For the string "ImportError", count the lines in the records below that contain it. Answer with that number alone.

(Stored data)
=== Section Start ===
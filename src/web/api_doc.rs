use utoipa::OpenApi;

use super::api::error::ErrorResponse;
use super::api::flights::SampleResponse;

#[derive(OpenApi)]
#[openapi(
    paths(
        super::api::flights::upload_flight,
        super::api::flights::list_flights,
        super::api::flights::get_flight,
        super::api::flights::list_samples,
        super::api::flights::get_track,
        super::api::flights::delete_flight,
    ),
    components(
        schemas(
            ErrorResponse,
            SampleResponse,
            crate::storage::FlightEntry,
            crate::importer::FlightSummary,
            crate::importer::LineString,
        )
    ),
    info(
        title = "Flight-O-Mat API",
        description = "Import drone flight logs and serve their summaries, samples and tracks",
        version = "0.1.0"
    ),
    tags(
        (name = "flights", description = "Flight import and retrieval")
    )
)]
pub struct ApiDoc;
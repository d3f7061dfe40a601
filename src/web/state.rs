use std::sync::Arc;

use crate::config::Config;
use crate::storage::Storage;

#[derive(Clone)]
pub struct AppState {
    pub config: Arc<Config>,
    pub storage: Arc<Storage>,
}

impl AppState {
    pub fn new(config: Config) -> Self {
        let storage = Storage::new(config.storage.base_folder.clone());
        AppState {
            config: Arc::new(config),
            storage: Arc::new(storage),
        }
    }
}
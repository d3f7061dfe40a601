mod store;

pub use store::{FlightEntry, Storage, StorageError, StoredSample};
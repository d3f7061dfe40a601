use std::fmt;
use thiserror::Error;

use super::columns::Field;

/// Why a present cell was rejected.
#[derive(Debug, Clone, Copy, PartialEq, Eq)]
pub enum RowDefect {
    Unparseable,
    OutOfRange,
    NotUtf8,
}

impl fmt::Display for RowDefect {
    fn fmt(&self, f: &mut fmt::Formatter<'_>) -> fmt::Result {
        f.write_str(match self {
            RowDefect::Unparseable => "invalid",
            RowDefect::OutOfRange => "out-of-range",
            RowDefect::NotUtf8 => "non-UTF-8",
        })
    }
}

#[derive(Debug, Error)]
pub enum ImportError {
    #[error("input is empty")]
    EmptyInput,
    #[error("missing required column(s): {}", format_fields(.missing))]
    HeaderMismatch { missing: Vec<Field> },
    #[error("data row {row}: {defect} {column} value '{value}'")]
    MalformedRow {
        row: u64,
        column: Field,
        value: String,
        defect: RowDefect,
    },
    #[error("IO error: {0}")]
    Io(#[from] std::io::Error),
    #[error("CSV error: {0}")]
    Csv(csv::Error),
}

impl From<csv::Error> for ImportError {
    fn from(err: csv::Error) -> Self {
        if !err.is_io_error() {
            return ImportError::Csv(err);
        }
        match err.into_kind() {
            csv::ErrorKind::Io(e) => ImportError::Io(e),
            other => ImportError::Io(std::io::Error::other(format!("{:?}", other))),
        }
    }
}

fn format_fields(fields: &[Field]) -> String {
    fields
        .iter()
        .map(|f| f.name())
        .collect::<Vec<_>>()
        .join(", ")
}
=== Section End ===
- [SOLUTION FOR THIS TASK] 5